Die Lust der Frauen ist durch und durch animalisch. Das behauptet Daniel Bergner in seinem Buch „Die versteckte Lust der Frauen“, in dem er die neuesten Erkenntnisse zur Sexualität der Frau zusammengetragen hat. Das Buch hat weltweit hohe Wellen geschlagen. Zu Recht, denn einige der Thesen sind prekär: Frauen hätten kein sonderliches Talent zur Monogamie und seien mindestens genauso triebgesteuert wie Männer. Auch mit dem Bild der Frau, die ihre Sexualität lediglich dafür einsetzt, einen Partner fürs Leben zu finden, räumt Bergner auf. Fest steht: Das weibliche Begehren ist wilder und vielseitiger als bisher angenommen. Susa Haberfellner mit ein paar erstaunlichen Wahrheiten über die komplexe Lust der Frau.
Die Frau als das lustlosere und sexuell passive Geschlecht – ein Mythos?

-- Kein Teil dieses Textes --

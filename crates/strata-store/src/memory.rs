//! In-memory object store for testing and ephemeral use.
//!
//! [`InMemoryObjectStore`] holds compressed frames in a `HashMap` behind a
//! `RwLock`. It implements the full [`ObjectStore`] trait and is suitable for
//! unit tests, embedding, and short-lived processes.

use std::collections::HashMap;
use std::sync::RwLock;

use strata_types::ObjectId;

use crate::error::{StoreError, StoreResult};
use crate::traits::ObjectStore;

/// In-memory, HashMap-based object store.
pub struct InMemoryObjectStore {
    objects: RwLock<HashMap<ObjectId, Vec<u8>>>,
}

impl InMemoryObjectStore {
    /// Create a new empty in-memory store.
    pub fn new() -> Self {
        Self {
            objects: RwLock::new(HashMap::new()),
        }
    }

    /// Number of objects currently stored.
    pub fn len(&self) -> usize {
        self.objects.read().expect("lock poisoned").len()
    }

    /// Returns `true` if the store is empty.
    pub fn is_empty(&self) -> bool {
        self.objects.read().expect("lock poisoned").is_empty()
    }

    /// Total compressed bytes across all stored objects.
    pub fn total_bytes(&self) -> u64 {
        self.objects
            .read()
            .expect("lock poisoned")
            .values()
            .map(|data| data.len() as u64)
            .sum()
    }

    /// Remove all objects from the store.
    pub fn clear(&self) {
        self.objects.write().expect("lock poisoned").clear();
    }

    /// Return a sorted list of all object IDs in the store.
    pub fn all_ids(&self) -> Vec<ObjectId> {
        let map = self.objects.read().expect("lock poisoned");
        let mut ids: Vec<ObjectId> = map.keys().copied().collect();
        ids.sort();
        ids
    }
}

impl Default for InMemoryObjectStore {
    fn default() -> Self {
        Self::new()
    }
}

impl ObjectStore for InMemoryObjectStore {
    fn put(&self, id: &ObjectId, compressed: &[u8]) -> StoreResult<()> {
        if id.is_null() {
            return Err(StoreError::NullObjectId);
        }
        let mut map = self.objects.write().expect("lock poisoned");
        // Idempotent: if already present, skip (content-addressing guarantees
        // the same ID always maps to the same content).
        map.entry(*id).or_insert_with(|| compressed.to_vec());
        Ok(())
    }

    fn get(&self, id: &ObjectId) -> StoreResult<Vec<u8>> {
        let map = self.objects.read().expect("lock poisoned");
        map.get(id).cloned().ok_or(StoreError::NotFound(*id))
    }

    fn contains(&self, id: &ObjectId) -> StoreResult<bool> {
        let map = self.objects.read().expect("lock poisoned");
        Ok(map.contains_key(id))
    }

    fn delete(&self, id: &ObjectId) -> StoreResult<bool> {
        let mut map = self.objects.write().expect("lock poisoned");
        Ok(map.remove(id).is_some())
    }
}

impl std::fmt::Debug for InMemoryObjectStore {
    fn fmt(&self, f: &mut std::fmt::Formatter<'_>) -> std::fmt::Result {
        f.debug_struct("InMemoryObjectStore")
            .field("object_count", &self.len())
            .finish()
    }
}

#[cfg(test)]
mod tests {
    use super::*;

    fn id_of(data: &[u8]) -> ObjectId {
        ObjectId::hash_frame(data)
    }

    #[test]
    fn put_and_get() {
        let store = InMemoryObjectStore::new();
        let id = id_of(b"frame-1");
        store.put(&id, b"compressed bytes").unwrap();
        assert_eq!(store.get(&id).unwrap(), b"compressed bytes");
    }

    #[test]
    fn get_missing_is_not_found() {
        let store = InMemoryObjectStore::new();
        let id = id_of(b"missing");
        let err = store.get(&id).unwrap_err();
        assert!(matches!(err, StoreError::NotFound(got) if got == id));
    }

    #[test]
    fn put_null_id_is_rejected() {
        let store = InMemoryObjectStore::new();
        let err = store.put(&ObjectId::null(), b"x").unwrap_err();
        assert!(matches!(err, StoreError::NullObjectId));
    }

    #[test]
    fn put_is_idempotent() {
        let store = InMemoryObjectStore::new();
        let id = id_of(b"dup");
        store.put(&id, b"bytes").unwrap();
        store.put(&id, b"bytes").unwrap();
        assert_eq!(store.len(), 1);
    }

    #[test]
    fn contains_and_delete() {
        let store = InMemoryObjectStore::new();
        let id = id_of(b"here");
        assert!(!store.contains(&id).unwrap());

        store.put(&id, b"data").unwrap();
        assert!(store.contains(&id).unwrap());

        assert!(store.delete(&id).unwrap());
        assert!(!store.contains(&id).unwrap());
        assert!(!store.delete(&id).unwrap());
    }

    #[test]
    fn len_total_bytes_and_clear() {
        let store = InMemoryObjectStore::new();
        assert!(store.is_empty());
        store.put(&id_of(b"a"), b"12345").unwrap();
        store.put(&id_of(b"b"), b"123456789").unwrap();
        assert_eq!(store.len(), 2);
        assert_eq!(store.total_bytes(), 14);

        store.clear();
        assert!(store.is_empty());
    }

    #[test]
    fn all_ids_is_sorted() {
        let store = InMemoryObjectStore::new();
        for data in [b"aaa".as_slice(), b"bbb", b"ccc"] {
            store.put(&id_of(data), data).unwrap();
        }
        let ids = store.all_ids();
        assert_eq!(ids.len(), 3);
        for w in ids.windows(2) {
            assert!(w[0] <= w[1]);
        }
    }

    #[test]
    fn concurrent_reads_are_safe() {
        use std::sync::Arc;
        use std::thread;

        let store = Arc::new(InMemoryObjectStore::new());
        let id = id_of(b"shared");
        store.put(&id, b"shared data").unwrap();

        let handles: Vec<_> = (0..8)
            .map(|_| {
                let store = Arc::clone(&store);
                thread::spawn(move || {
                    assert_eq!(store.get(&id).unwrap(), b"shared data");
                })
            })
            .collect();

        for h in handles {
            h.join().expect("thread should not panic");
        }
    }

    #[test]
    fn debug_format() {
        let store = InMemoryObjectStore::new();
        store.put(&id_of(b"x"), b"x").unwrap();
        let debug = format!("{store:?}");
        assert!(debug.contains("InMemoryObjectStore"));
        assert!(debug.contains("object_count"));
    }
}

Eindeutig, ja. Frauen haben nicht weniger Interesse an Sex als Männer und das weibliche Geschlecht ist in keinster Weise das passive, wenn es um das Initiieren von Sex geht. Sie sind nur anspruchsvoller in Sachen Sex als Männer. Wenn Frauen keine Lust auf Sex haben, ist es klug zu fragen: „Worauf genau nicht?“ Die Frage ist auch, ob Frauen ihre selbstbestimmte Sexualität genauso hemmungslos und offensiv leben (können/dürfen) wie Männer. Bei allerAufklärung haben wir noch viele Tabus, Vorbehalte und erhobene Zeigefinger, wie „Das macht man nicht!“ oder „Das gehört sich nicht!“, von denen wir uns erst noch befreien müssen.
Die weibliche Lust ist sehr komplex, gilt noch immer als Mysterium. Welche Faktoren beeinflussen sie?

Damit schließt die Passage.